Warum Digitalisierungsprojekte scheitern

Konsequenz

Digitalisierungsprojekte scheitern oft gar nicht explizit - sie versanden einfach. Von den vielen Hundert Pilotprojekten und Minimum Viable Products (MVPs) schaffen es nur wenige in den Produktiveinsatz. Viele Digitalisierungsprojekte werden darüber hinaus isoliert voneinander konzipiert, entwickelt und umgesetzt. Diese Puzzleteile mögen zwar für sich genommen sinnvoll sein, ergeben aber keine nachhaltige Gesamtstrategie. «Die grosse Anzahl von MVPs oder Pilotprojekten vernebelt die Sicht auf das Ganze», betont Accenture-Geschäftsführer Thomas Rinn.
Für Carlo Velten ist die konsequente Verzahnung von Projekten ein wesentlicher Erfolgsfaktor. «An erster Stelle steht die Frage, ob das Projekt Bestandteil einer echten Digitalstrategie ist», so der Analyst. Bei Design-Thinking-Workshops und Minimum Viable Products werde häufig den eigentlich  wichtigen Fragen aus dem Weg gegangen: Brauchen die Nutzer das wirklich? Können Sie das Produkt überhaupt bedienen und sind sie bereit, dafür zu bezahlen? «In der Digitalisierung gab es in der Vergangenheit viel Aktionismus», stellt Velten fest. «Man hat einfach jede Menge Projekte gestartet und gehofft, dass ein paar davon erfolgreich sind.» Oft scheitern laut Velten Digitalisierungsprojekte auch an der Realität in der jeweiligen Branche: «Die jungen Leute in den Digital Labs sind zwar kreativ und innovativ, kennen aber das eigentliche Business oft nicht gut genug». Gerade Mittelständler verschätzten sich häufig bei den Kosten und der Komplexität solcher Projekte: «Viele glauben beispielsweise, sie könnten mit einer eigenen IoT-Plattform Geld verdienen, sind aber viel zu klein, um mit den Ökosystemen der Cloud-Provider oder grosser Software-Hersteller wie SAP konkurrieren zu können», sagt Velten. «Es gibt keine Existenzberechtigung für Plattform Nummer 20.»
Falsche Kennzahlen und Anreize können nach Ansicht von Accenture ebenfalls Hürden auf dem Weg zur erfolgreichen Digitalisierung darstellen.

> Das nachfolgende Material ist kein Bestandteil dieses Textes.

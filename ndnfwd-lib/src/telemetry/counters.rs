//! Per-CPU metric counter array.
//!
//! Each worker shard owns its own `[AtomicU64; MetricId::COUNT]`, updated
//! with a relaxed fetch-add — no CAS loop, no lock. Each counter is
//! logically per-CPU; summing across shards into one total is the
//! reader's job, not the writer's.

use std::sync::atomic::{AtomicU64, Ordering};

#[derive(Debug, Clone, Copy, PartialEq, Eq, Hash)]
#[repr(usize)]
pub enum MetricId {
    InterestsRecv = 0,
    DataRecv = 1,
    NacksRecv = 2,
    CacheHits = 3,
    CacheMisses = 4,
    CacheInserts = 5,
    Redirects = 6,
    Drops = 7,
    Errors = 8,
}

impl MetricId {
    pub const COUNT: usize = 9;

    pub const ALL: [MetricId; Self::COUNT] = [
        MetricId::InterestsRecv,
        MetricId::DataRecv,
        MetricId::NacksRecv,
        MetricId::CacheHits,
        MetricId::CacheMisses,
        MetricId::CacheInserts,
        MetricId::Redirects,
        MetricId::Drops,
        MetricId::Errors,
    ];

    pub fn name(self) -> &'static str {
        match self {
            MetricId::InterestsRecv => "interests_recv",
            MetricId::DataRecv => "data_recv",
            MetricId::NacksRecv => "nacks_recv",
            MetricId::CacheHits => "cache_hits",
            MetricId::CacheMisses => "cache_misses",
            MetricId::CacheInserts => "cache_inserts",
            MetricId::Redirects => "redirects",
            MetricId::Drops => "drops",
            MetricId::Errors => "errors",
        }
    }
}

/// One shard's worth of counters. `Router` holds one per worker; readers
/// sum across shards to get a process-wide total.
#[derive(Default)]
pub struct CounterShard {
    counters: [AtomicU64; MetricId::COUNT],
}

impl CounterShard {
    pub fn new() -> Self {
        Self {
            counters: Default::default(),
        }
    }

    #[inline]
    pub fn incr(&self, id: MetricId) {
        self.counters[id as usize].fetch_add(1, Ordering::Relaxed);
    }

    #[inline]
    pub fn get(&self, id: MetricId) -> u64 {
        self.counters[id as usize].load(Ordering::Relaxed)
    }
}

/// A read-only, process-wide sum of every shard, taken at one instant.
#[derive(Debug, Clone, Copy, Default)]
pub struct MetricsSnapshot {
    pub values: [u64; MetricId::COUNT],
}

impl MetricsSnapshot {
    pub fn get(&self, id: MetricId) -> u64 {
        self.values[id as usize]
    }

    /// `hits / (hits + misses)`, `0.0` when there have been no lookups yet.
    pub fn cache_hit_ratio(&self) -> f64 {
        let hits = self.get(MetricId::CacheHits) as f64;
        let misses = self.get(MetricId::CacheMisses) as f64;
        if hits + misses == 0.0 {
            0.0
        } else {
            hits / (hits + misses)
        }
    }
}

/// Owns every shard and reduces them into a [`MetricsSnapshot`] on demand.
pub struct CounterArray {
    shards: Vec<CounterShard>,
}

impl CounterArray {
    pub fn new(shard_count: usize) -> Self {
        let shard_count = shard_count.max(1);
        Self {
            shards: (0..shard_count).map(|_| CounterShard::new()).collect(),
        }
    }

    pub fn shard(&self, index: usize) -> &CounterShard {
        &self.shards[index % self.shards.len()]
    }

    pub fn snapshot(&self) -> MetricsSnapshot {
        let mut values = [0u64; MetricId::COUNT];
        for shard in &self.shards {
            for id in MetricId::ALL {
                values[id as usize] += shard.get(id);
            }
        }
        MetricsSnapshot { values }
    }
}

#[cfg(test)]
mod tests {
    use super::*;

    #[test]
    fn snapshot_sums_across_shards() {
        let arr = CounterArray::new(2);
        arr.shard(0).incr(MetricId::InterestsRecv);
        arr.shard(1).incr(MetricId::InterestsRecv);
        let snap = arr.snapshot();
        assert_eq!(snap.get(MetricId::InterestsRecv), 2);
    }

    #[test]
    fn hit_ratio_is_zero_with_no_lookups() {
        let snap = MetricsSnapshot::default();
        assert_eq!(snap.cache_hit_ratio(), 0.0);
    }

    #[test]
    fn hit_ratio_computed_correctly() {
        let arr = CounterArray::new(1);
        arr.shard(0).incr(MetricId::CacheHits);
        arr.shard(0).incr(MetricId::CacheHits);
        arr.shard(0).incr(MetricId::CacheHits);
        arr.shard(0).incr(MetricId::CacheMisses);
        let snap = arr.snapshot();
        assert!((snap.cache_hit_ratio() - 0.75).abs() < 1e-9);
    }
}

Unternehmenserfolg werde nach wie vor an klassischen Kennzahlen und Marktanteilen gemessen, Projekte müssten in drei bis vier Jahren ihre Investitionen wieder hereinspielen, um als erfolgreich zu gelten. Den Accenture-Experten zufolge sollten sich Unternehmen vielmehr an Fragen wie diesen orientieren: «Entsteht durch die Digitalisierung ein neues Geschäftsmodell?», «Wie entwickeln sich die Nutzerzahlen?» und «Wie schnell lassen sich Partner an eine digitale Plattform anbinden?»

Fazit & Ausblick

Die Corona-Krise zeigt es deutlich: Digitalisierung ist für die meisten Unternehmen längst keine Option mehr, sondern ein absolutes Muss. Ohne digitale Transformation sind viele in solchen Ausnahmesituationen - aber nicht nur in diesen - kaum mehr überlebensfähig.
Umso bedauerlicher ist es, dass viele Digitalisierungsprojekte nach wie vor scheitern oder zumindest nicht die erhofften Ergebnisse bringen. Die Verantwortlichen müssen auf vielen Ebenen nachjustieren, um die Projekte im Einzelnen und die Digitalisierung im Ganzen konsequenter voranzutreiben und zum Erfolg zu führen. Die Unternehmenskultur braucht mehr Agilität; Eigeninitiative und Eigenverantwortung sind zu fördern. Digitalisierung muss darüber hinaus unternehmensübergreifend betrachtet werden, der Sinn und Zweck von Projekten ist an ihrem Beitrag zur Gesamtstrategie und ihrem Kundennutzen zu messen. Schliesslich darf auch die Komplexität von Digitalisierungsprojekten nicht unterschätzt werden. Die Transformation erfordert neue Kompetenzen auf jeder Ebene, vom CEO bis zu den Mitarbeitern in der IT und den Fachbereichen. Nur so lässt sich die Erfolgsquote steigern. «Mit jedem gescheiterten Digitalisierungsprojekt verspielen wir die Akzeptanz und das Vertrauen der Anwender», sagt Kammermeier. «Das ist sehr schade.»